When it comes to those challenges, however, Horn has a bit of a philosophical bent — he’s prone to posting pithy inspirational quotes on the Horn BBQ Instagram page: “There’s no competition when you’re manifesting your own lane.” “Play by the rules, but be ferocious.” Or, more recently, “Adversity is preparation for greatness.”
So yes, the chef says: He would love to have opened Horn BBQ last fall as he’d planned. But Horn says that at a certain point, he decided he wasn’t going to devote any more energy to stressing out about the restaurant. Instead, he focused on something he could control — namely giving back to the community through a series of food giveaways.
Ultimately, Horn believes all of the delays were meant to be: “I think it happened for a reason.” In particular, he points to the protests that sprang up in the aftermath of George Floyd’s death at the hands of a Minneapolis police officer, and the many other Black lives that have been lost to police violence. “You put so much love in a country that doesn’t love you back,” Horn says, noting that he, too, has had a police officer pull a gun on him.

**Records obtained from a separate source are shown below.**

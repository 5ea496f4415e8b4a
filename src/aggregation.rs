//! Aggregates purchase transactions into per-customer reward point summaries.
//!
//! Customers are grouped by name and each customer's history is grouped by
//! calendar month name. The year is ignored, so purchases in January 2023 and
//! January 2024 end up in the same history entry.

use std::collections::HashMap;

use serde::Serialize;
use time::Date;

use crate::{
    reward::calculate_points,
    transaction::{CustomerId, Transaction},
};

/// English month names indexed by zero-based calendar month.
pub const MONTH_NAMES: [&str; 12] = [
    "January",
    "February",
    "March",
    "April",
    "May",
    "June",
    "July",
    "August",
    "September",
    "October",
    "November",
    "December",
];

/// The totals for one customer in one calendar month.
#[derive(Debug, Clone, PartialEq, Serialize)]
pub struct MonthEntry {
    /// The month name, e.g. "January".
    pub month: String,
    /// The total spent in the month.
    pub amount: f64,
    /// The reward points earned in the month.
    pub points: u64,
}

impl MonthEntry {
    fn empty(month: &str) -> Self {
        Self {
            month: month.to_owned(),
            amount: 0.0,
            points: 0,
        }
    }
}

/// The totals and monthly history for one customer.
#[derive(Debug, Clone, PartialEq, Serialize)]
#[serde(rename_all = "camelCase")]
pub struct CustomerSummary {
    /// The customer's name.
    pub name: String,
    /// The customer ID from the customer's first transaction.
    pub customer_id: CustomerId,
    /// The total spent across all of the customer's transactions.
    pub amount: f64,
    /// The reward points earned across all of the customer's transactions.
    pub points: u64,
    /// Monthly totals in the order each month was first seen.
    pub history: Vec<MonthEntry>,
}

impl CustomerSummary {
    fn empty(transaction: &Transaction) -> Self {
        Self {
            name: transaction.name.clone(),
            customer_id: transaction.customer_id.clone(),
            amount: 0.0,
            points: 0,
            history: Vec::new(),
        }
    }
}

/// Get the English name of the calendar month `date` falls in.
pub fn month_name(date: Date) -> &'static str {
    let zero_based_month = u8::from(date.month()) as usize - 1;
    MONTH_NAMES[zero_based_month]
}

/// Group `transactions` by customer name and then by month, summing amounts
/// and reward points.
///
/// Customers appear in the order their name was first seen, and each
/// customer's history lists months in the order they were first seen for that
/// customer.
pub fn aggregate(transactions: &[Transaction]) -> Vec<CustomerSummary> {
    let mut summaries: Vec<CustomerSummary> = Vec::new();
    // Parallel to `summaries`: month name -> position in that summary's history.
    let mut month_positions: Vec<HashMap<&'static str, usize>> = Vec::new();
    let mut customer_positions: HashMap<&str, usize> = HashMap::new();

    for transaction in transactions {
        let points = calculate_points(transaction.amount);
        let month = month_name(transaction.date);

        let customer = *customer_positions
            .entry(transaction.name.as_str())
            .or_insert_with(|| {
                summaries.push(CustomerSummary::empty(transaction));
                month_positions.push(HashMap::new());
                summaries.len() - 1
            });

        let summary = &mut summaries[customer];
        summary.amount += transaction.amount;
        summary.points = summary.points.saturating_add(points);

        let history = &mut summary.history;
        let entry = *month_positions[customer]
            .entry(month)
            .or_insert_with(|| {
                history.push(MonthEntry::empty(month));
                history.len() - 1
            });

        let month_entry = &mut history[entry];
        month_entry.amount += transaction.amount;
        month_entry.points = month_entry.points.saturating_add(points);
    }

    summaries
}

#[cfg(test)]
mod tests {
    use time::{Date, Month, macros::date};

    use crate::{
        reward::calculate_points,
        transaction::{CustomerId, Transaction},
    };

    use super::{MONTH_NAMES, MonthEntry, aggregate, month_name};

    fn month(month: &str, amount: f64, points: u64) -> MonthEntry {
        MonthEntry {
            month: month.to_owned(),
            amount,
            points,
        }
    }

    fn sample_transactions() -> Vec<Transaction> {
        vec![
            Transaction::build("A", 1, 120.0, date!(2024 - 01 - 15)),
            Transaction::build("A", 1, 60.0, date!(2024 - 02 - 10)),
            Transaction::build("B", 2, 30.0, date!(2024 - 01 - 20)),
        ]
    }

    #[test]
    fn month_names_follow_calendar_order() {
        for (index, name) in MONTH_NAMES.iter().enumerate() {
            let month = Month::try_from(index as u8 + 1).unwrap();
            let date = Date::from_calendar_date(2024, month, 1).unwrap();

            assert_eq!(month_name(date), *name);
        }
    }

    #[test]
    fn empty_input_gives_empty_output() {
        assert!(aggregate(&[]).is_empty());
    }

    #[test]
    fn groups_by_customer_then_month() {
        let summaries = aggregate(&sample_transactions());

        assert_eq!(summaries.len(), 2);

        let a = &summaries[0];
        assert_eq!(a.name, "A");
        assert_eq!(a.customer_id, CustomerId::Number(1));
        assert_eq!(a.amount, 180.0);
        assert_eq!(a.points, 140);
        assert_eq!(
            a.history,
            vec![month("January", 120.0, 90), month("February", 60.0, 50)]
        );

        let b = &summaries[1];
        assert_eq!(b.name, "B");
        assert_eq!(b.customer_id, CustomerId::Number(2));
        assert_eq!(b.amount, 30.0);
        assert_eq!(b.points, 0);
        assert_eq!(b.history, vec![month("January", 30.0, 0)]);
    }

    #[test]
    fn merges_transactions_in_the_same_month() {
        let transactions = vec![
            Transaction::build("A", 1, 120.0, date!(2024 - 03 - 01)),
            Transaction::build("A", 1, 75.0, date!(2024 - 03 - 28)),
        ];

        let summaries = aggregate(&transactions);

        assert_eq!(summaries.len(), 1);
        assert_eq!(summaries[0].history, vec![month("March", 195.0, 140)]);
    }

    #[test]
    fn merges_the_same_month_across_years() {
        let transactions = vec![
            Transaction::build("A", 1, 10.0, date!(2023 - 06 - 01)),
            Transaction::build("A", 1, 20.0, date!(2024 - 06 - 01)),
        ];

        let summaries = aggregate(&transactions);

        assert_eq!(summaries[0].history, vec![month("June", 30.0, 0)]);
    }

    #[test]
    fn keeps_first_seen_order_of_customers_and_months() {
        let transactions = vec![
            Transaction::build("Zoe", 3, 10.0, date!(2024 - 12 - 01)),
            Transaction::build("Adam", 1, 10.0, date!(2024 - 05 - 01)),
            Transaction::build("Zoe", 3, 10.0, date!(2024 - 02 - 01)),
            Transaction::build("Zoe", 3, 10.0, date!(2024 - 12 - 24)),
        ];

        let summaries = aggregate(&transactions);

        let names: Vec<_> = summaries.iter().map(|s| s.name.as_str()).collect();
        assert_eq!(names, vec!["Zoe", "Adam"]);

        let zoe_months: Vec<_> = summaries[0]
            .history
            .iter()
            .map(|m| m.month.as_str())
            .collect();
        assert_eq!(zoe_months, vec!["December", "February"]);
    }

    #[test]
    fn refunds_reduce_amounts_but_not_points() {
        let transactions = vec![
            Transaction::build("A", 1, 120.0, date!(2024 - 01 - 15)),
            Transaction::build("A", 1, -20.0, date!(2024 - 01 - 20)),
            Transaction::build("A", 1, 101.5, date!(2024 - 02 - 02)),
        ];

        let summaries = aggregate(&transactions);

        assert_eq!(summaries.len(), 1);
        assert_eq!(summaries[0].amount, 201.5);
        assert_eq!(summaries[0].points, 90 + 53);
        assert_eq!(
            summaries[0].history,
            vec![month("January", 100.0, 90), month("February", 101.5, 53)]
        );
    }

    #[test]
    fn groups_by_name_and_keeps_first_customer_id() {
        let transactions = vec![
            Transaction::build("A", 1, 10.0, date!(2024 - 01 - 01)),
            Transaction::build("A", 7, 10.0, date!(2024 - 01 - 02)),
        ];

        let summaries = aggregate(&transactions);

        assert_eq!(summaries.len(), 1);
        assert_eq!(summaries[0].customer_id, CustomerId::Number(1));
    }

    #[test]
    fn conserves_amounts_and_points() {
        let transactions = vec![
            Transaction::build("A", 1, 120.0, date!(2024 - 01 - 15)),
            Transaction::build("B", 2, 51.0, date!(2024 - 01 - 20)),
            Transaction::build("A", 1, 250.0, date!(2024 - 02 - 10)),
            Transaction::build("C", 3, 0.0, date!(2024 - 03 - 05)),
            Transaction::build("B", 2, 101.0, date!(2024 - 03 - 06)),
            Transaction::build("A", 1, 99.0, date!(2024 - 01 - 30)),
        ];

        let summaries = aggregate(&transactions);

        let input_amount: f64 = transactions.iter().map(|t| t.amount).sum();
        let input_points: u64 = transactions.iter().map(|t| calculate_points(t.amount)).sum();
        let output_amount: f64 = summaries.iter().map(|s| s.amount).sum();
        let output_points: u64 = summaries.iter().map(|s| s.points).sum();

        assert_eq!(output_amount, input_amount);
        assert_eq!(output_points, input_points);

        for summary in &summaries {
            let history_amount: f64 = summary.history.iter().map(|m| m.amount).sum();
            let history_points: u64 = summary.history.iter().map(|m| m.points).sum();
            assert_eq!(history_amount, summary.amount);
            assert_eq!(history_points, summary.points);
        }
    }

    #[test]
    fn reordering_a_customers_transactions_keeps_totals() {
        let mut transactions = sample_transactions();
        let forwards = aggregate(&transactions);

        transactions.swap(0, 1);
        let swapped = aggregate(&transactions);

        assert_eq!(forwards[0].amount, swapped[0].amount);
        assert_eq!(forwards[0].points, swapped[0].points);
        // History follows first-seen order, so it flips with the input.
        assert_eq!(swapped[0].history[0].month, "February");
    }

    #[test]
    fn does_not_mutate_input() {
        let transactions = sample_transactions();
        let before = transactions.clone();

        let _ = aggregate(&transactions);

        assert_eq!(transactions, before);
    }

    #[test]
    fn serializes_with_camel_case_fields() {
        let summaries = aggregate(&sample_transactions());

        let json = serde_json::to_value(&summaries[1]).unwrap();

        assert_eq!(
            json,
            serde_json::json!({
                "name": "B",
                "customerId": 2,
                "amount": 30.0,
                "points": 0,
                "history": [{"month": "January", "amount": 30.0, "points": 0}]
            })
        );
    }
}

Horn often speaks about the responsibility he feels as a Black pitmaster who has come to prominence during a time when the barbecue scene’s most acclaimed figures tend not to look like him. Now, he says, that feels more important than ever. “When you see something that is historically Black that has a Black influence, and you see Black pitmasters not getting recognized,” Horn says, “That’s what gets to me.”
Horn sees his own efforts, then, as an homage to the Black pitmasters who came before him — the Henry Perrys, Ed Mitchells, and Helen Turners of the world, who might never have become household names. And as much as he wants Horn BBQ to be a great restaurant, he also wants it to be a shining example in the community.
“I want to be a light,” he says. “I want to show love to everybody.”